Medalhista de ouro no Pan 2007 é baleado no Rio

Velejador foi atingido quando tentava defender amigo de agressão

Clarissa Thomé, de O Estado de S. Paulo,

05 de abril de 2008 | 12h10

O velejador Pedro Tinoco Amaral, de 23 anos, foi baleado na perda esquerda, na saída de uma boate na Praça Mauá, zona portuária da cidade.   Medalhista de ouro no Pan 2007, na classe Snipe, o jovem foi atingido quando tentava defender um amigo de agressão. A bala atravessou a perna, sem atingir osso, veia ou artéria. Segundo os médicos, causou lesões musculares que não deixarão seqüelas. O rapaz ficará afastado de suas atividades apenas por uma semana.   Amaral e amigos participaram de uma festa de aniversário na boate The Week, fechada apenas para os convidados. "Na saída, ficamos brincando, sem fazer nada demais, quando quatro homens vieram na nossa direção. Um deles me deu um soco e disparou duas vezes. O Pedro vinha logo atrás e tentou me defender. O homem atirou umas cinco vezes. Um dos tiros atingiu o Pedro", contou o campeão mundial de vela, classe Snipe, Victor Demaison, de 22 anos.   Depois da agressão, o grupo fugiu.
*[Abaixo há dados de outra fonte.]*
//! 访问令牌获取
//!
//! 每次 API 调用前执行：取缓存中的第一个账户静默刷新；
//! 需要交互时发起跳转登录，并把原始错误返回给调用方。

use std::rc::Rc;

use async_trait::async_trait;

use super::provider::{AccountInfo, AuthError, IdentityProvider, LoginRequest};
use crate::api::TokenSource;

pub struct TokenAcquirer {
    provider: Rc<dyn IdentityProvider>,
    scopes: Vec<String>,
    redirect_uri: Option<String>,
}

impl TokenAcquirer {
    pub fn new(provider: Rc<dyn IdentityProvider>, scopes: Vec<String>) -> Self {
        Self {
            provider,
            scopes,
            redirect_uri: None,
        }
    }

    pub fn with_redirect_uri(mut self, uri: impl Into<String>) -> Self {
        self.redirect_uri = Some(uri.into());
        self
    }

    /// 当前使用的账户（缓存中的第一个）
    pub fn account(&self) -> Option<AccountInfo> {
        self.provider.all_accounts().into_iter().next()
    }

    pub async fn acquire_access_token(&self) -> Result<String, AuthError> {
        let account = self.account().ok_or(AuthError::Unauthenticated)?;

        match self
            .provider
            .acquire_token_silent(&self.scopes, &account)
            .await
        {
            Ok(token) => Ok(token),
            Err(error @ AuthError::InteractionRequired { .. }) => {
                log::info!("[Auth] 静默刷新需要交互，发起跳转登录");
                let request = LoginRequest {
                    scopes: self.scopes.clone(),
                    redirect_uri: self.redirect_uri.clone(),
                    ..Default::default()
                };
                // 跳转成功时页面离开，这里只有失败才会继续执行
                if let Err(e) = self.provider.login_redirect(request).await {
                    log::warn!("[Auth] 跳转登录失败: {}", e);
                }
                Err(error)
            }
            Err(error) => Err(error),
        }
    }
}

#[async_trait(?Send)]
impl TokenSource for TokenAcquirer {
    async fn access_token(&self) -> Result<String, AuthError> {
        self.acquire_access_token().await
    }
}

#[cfg(test)]
mod tests {
    use super::*;
    use crate::auth::provider::tests::{MockProvider, account};

    fn acquirer(provider: Rc<MockProvider>) -> TokenAcquirer {
        TokenAcquirer::new(provider, vec!["api://dafo/.default".to_string()])
            .with_redirect_uri("https://app.example.com")
    }

    #[tokio::test]
    async fn test_no_account_is_unauthenticated() {
        let provider = Rc::new(MockProvider::new());
        let result = acquirer(provider.clone()).acquire_access_token().await;

        assert_eq!(result, Err(AuthError::Unauthenticated));
        assert_eq!(*provider.silent_calls.borrow(), 0);
        assert!(provider.login_requests.borrow().is_empty());
    }

    #[tokio::test]
    async fn test_silent_success_returns_token() {
        let provider = Rc::new(MockProvider::new().with_account(account("ann")));
        let token = acquirer(provider.clone()).access_token().await.unwrap();

        assert_eq!(token, "token-abc");
        assert_eq!(*provider.silent_calls.borrow(), 1);
    }

    #[tokio::test]
    async fn test_interaction_required_starts_redirect_and_fails() {
        let provider = Rc::new(MockProvider::new().with_account(account("ann")));
        let needed = AuthError::InteractionRequired {
            message: "consent_required".to_string(),
        };
        *provider.silent_result.borrow_mut() = Some(Err(needed.clone()));

        let result = acquirer(provider.clone()).acquire_access_token().await;
        assert_eq!(result, Err(needed));

        let requests = provider.login_requests.borrow();
        assert_eq!(requests.len(), 1);
        assert_eq!(requests[0].scopes, vec!["api://dafo/.default".to_string()]);
        assert_eq!(
            requests[0].redirect_uri.as_deref(),
            Some("https://app.example.com")
        );
    }

    #[tokio::test]
    async fn test_redirect_failure_still_returns_original_error() {
        let provider = Rc::new(MockProvider::new().with_account(account("ann")));
        let needed = AuthError::InteractionRequired {
            message: "login_required".to_string(),
        };
        *provider.silent_result.borrow_mut() = Some(Err(needed.clone()));
        *provider.login_result.borrow_mut() = Err(AuthError::provider("popup_blocked", "blocked"));

        let result = acquirer(provider).acquire_access_token().await;
        assert_eq!(result, Err(needed));
    }

    #[tokio::test]
    async fn test_other_errors_do_not_redirect() {
        let provider = Rc::new(MockProvider::new().with_account(account("ann")));
        let failure = AuthError::provider("network_error", "offline");
        *provider.silent_result.borrow_mut() = Some(Err(failure.clone()));

        let result = acquirer(provider.clone()).acquire_access_token().await;
        assert_eq!(result, Err(failure));
        assert!(provider.login_requests.borrow().is_empty());
    }

    #[tokio::test]
    async fn test_uses_first_cached_account() {
        let provider = Rc::new(
            MockProvider::new()
                .with_account(account("first"))
                .with_account(account("second")),
        );
        let acquirer = acquirer(provider);
        assert_eq!(acquirer.account().unwrap().username, "first@example.com");
    }
}
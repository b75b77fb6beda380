//! 向导各步骤共用的表单控件

use leptos::prelude::*;

use super::form_state::{StepErrors, WizardHandle};
use crate::components::icons::ArrowLeft;
use crate::flow::validation::{Field, clamp_len, validate_account_field};

/// 带标签与字段错误的输入框
#[component]
pub fn TextField(
    id: &'static str,
    label: &'static str,
    field: Field,
    value: RwSignal<String>,
    errors: StepErrors,
    #[prop(default = "text")] input_type: &'static str,
    #[prop(optional)] max_length: Option<usize>,
    /// 每次输入都重新校验（账户表单）
    #[prop(optional)]
    live: bool,
    #[prop(optional)] autocomplete: Option<&'static str>,
) -> impl IntoView {
    let on_input = move |ev| {
        let raw = event_target_value(&ev);
        let next = match max_length {
            Some(max) => clamp_len(&raw, max),
            None => raw,
        };
        if live {
            errors.update(field, validate_account_field(field, &next));
        } else {
            errors.clear(field);
        }
        value.set(next);
    };

    view! {
        <div class="form-control">
            <label class="label" for=id>
                <span class="label-text">{label}</span>
            </label>
            <input
                id=id
                type=input_type
                autocomplete=autocomplete
                maxlength=max_length.map(|max| max.to_string())
                aria-label=label
                class="input input-bordered w-full"
                class:input-error=move || errors.get(field).is_some()
                prop:value=move || value.get()
                on:input=on_input
            />
            {move || errors.get(field).map(|msg| view! {
                <span class="text-error text-xs mt-1">{msg}</span>
            })}
        </div>
    }
}

/// 步骤标题，可选返回登录的箭头
#[component]
pub fn StepHeader(
    wizard: WizardHandle,
    title: &'static str,
    #[prop(optional)] back: bool,
) -> impl IntoView {
    view! {
        <div class="flex items-center gap-2 mb-2">
            {back.then(|| view! {
                <button
                    type="button"
                    class="btn btn-ghost btn-sm btn-circle"
                    aria-label="Back to login"
                    on:click=move |_| wizard.return_to_login()
                >
                    <ArrowLeft attr:class="h-4 w-4" />
                </button>
            })}
            <h2 class="text-lg font-medium">{title}</h2>
        </div>
    }
}

/// 提交按钮；提交中显示加载指示器
#[component]
pub fn SubmitButton(
    wizard: WizardHandle,
    label: &'static str,
    busy_label: &'static str,
    /// 额外的禁用条件
    #[prop(optional, into)]
    disabled: Option<Signal<bool>>,
) -> impl IntoView {
    let is_disabled = move || wizard.is_submitting() || disabled.is_some_and(|d| d.get());

    view! {
        <div class="form-control mt-4">
            <button type="submit" class="btn btn-primary" disabled=is_disabled>
                {move || if wizard.is_submitting() {
                    view! { <span class="loading loading-spinner"></span> {busy_label} }.into_any()
                } else {
                    label.into_any()
                }}
            </button>
        </div>
    }
}

/// "Already have an account? Log in"
#[component]
pub fn LoginLink(wizard: WizardHandle) -> impl IntoView {
    view! {
        <div class="text-center text-sm mt-4">
            <span>"Already have an account? "</span>
            <button type="button" class="link link-primary font-semibold" on:click=move |_| wizard.return_to_login()>
                "Log in"
            </button>
        </div>
    }
}
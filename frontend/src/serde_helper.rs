use js_sys::Reflect;
use serde::{Serialize, de::DeserializeOwned};
use wasm_bindgen::JsValue;

/// Error type for JS interop conversions
#[derive(Debug)]
pub enum Error {
    SerdeWasmBindgen(serde_wasm_bindgen::Error),
    JsSys(JsValue),
}

impl std::fmt::Display for Error {
    fn fmt(&self, f: &mut std::fmt::Formatter<'_>) -> std::fmt::Result {
        match self {
            Error::SerdeWasmBindgen(e) => write!(f, "Serde WASM Bindgen Error: {}", e),
            Error::JsSys(v) => write!(f, "JS Sys Error: {}", JsErrorInfo::from_js(v).message),
        }
    }
}

impl std::error::Error for Error {}

impl From<serde_wasm_bindgen::Error> for Error {
    fn from(e: serde_wasm_bindgen::Error) -> Self {
        Error::SerdeWasmBindgen(e)
    }
}

/// Serialize a Rust value into a plain JS object
///
/// Maps become objects (not `Map`) and `Option::None` becomes `undefined`,
/// which is what JS libraries taking option bags expect.
pub fn to_value<T: Serialize + ?Sized>(value: &T) -> Result<JsValue, Error> {
    let serializer = serde_wasm_bindgen::Serializer::new()
        .serialize_large_number_types_as_bigints(false)
        .serialize_maps_as_objects(true);
    value.serialize(&serializer).map_err(Error::from)
}

/// Deserialize a JsValue into a Rust data structure
pub fn from_value<T: DeserializeOwned>(value: JsValue) -> Result<T, Error> {
    serde_wasm_bindgen::from_value(value).map_err(Error::from)
}

/// Set a property that serde cannot express (functions, class instances)
pub fn set_property(target: &JsValue, key: &str, value: &JsValue) -> Result<(), Error> {
    Reflect::set(target, &JsValue::from_str(key), value)
        .map(|_| ())
        .map_err(Error::JsSys)
}

// =========================================================
// JS 异常信息提取
// =========================================================

/// 从 JS 抛出的值中提取的错误信息
#[derive(Debug, Clone, Default, PartialEq, Eq)]
pub struct JsErrorInfo {
    /// `Error.name`，例如 `TimeoutError`、`InteractionRequiredAuthError`
    pub name: Option<String>,
    /// 库自定义的错误代码（`errorCode` 或 `code`）
    pub code: Option<String>,
    pub message: String,
}

impl JsErrorInfo {
    pub fn from_js(value: &JsValue) -> Self {
        if let Some(text) = value.as_string() {
            return Self {
                message: text,
                ..Default::default()
            };
        }

        let field = |key: &str| {
            Reflect::get(value, &JsValue::from_str(key))
                .ok()
                .and_then(|v| v.as_string())
                .filter(|s| !s.is_empty())
        };

        Self {
            name: field("name"),
            code: field("errorCode").or_else(|| field("code")),
            message: field("message")
                .or_else(|| field("errorMessage"))
                .unwrap_or_else(|| format!("{:?}", value)),
        }
    }
}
O atleta permaneceu na calçada, esperando socorro. "Ele estava muito assustado. Nunca tinha acontecido uma coisa dessas com ele. Ligamos para a polícia e o Corpo de Bombeiros, mas depois de 20 minutos o coloquei no carro e o trouxe para o hospital", disse Demaison.   O rapaz contou que a agressão surpreendeu a todos. "Na festa éramos todos amigos. Não tinha rivalidade ou briga. Não entendemos o que aconteceu. Chegamos a pensar que poderiam ser seguranças da boate ou do estacionamento", disse.     A mãe de Pedro Tinoco Amaral, a advogada Fernanda Tinoco, comentou a banalização da violência. "Não houve briga, não houve tentativa de assalto. Foi uma coisa gratuita. Não quero processar ninguém, não quero nem saber quem fez isso. Tenho muita fé em Deus. Até o que aconteceu hoje (ontem) foi o melhor que podia acontecer para o meu filho: ele está vivo e não ficará com seqüelas", disse Fernanda, momentos antes de o atleta deixar o Hospital Souza Aguiar.   A assessoria de imprensa da boate informou que a casa estava alugada para evento particular. O serviço de segurança e do estacionamento foi contratada pela produtora da festa. O caso será investigado pela 4.ª Delegacia de Polícia (Praça Mauá).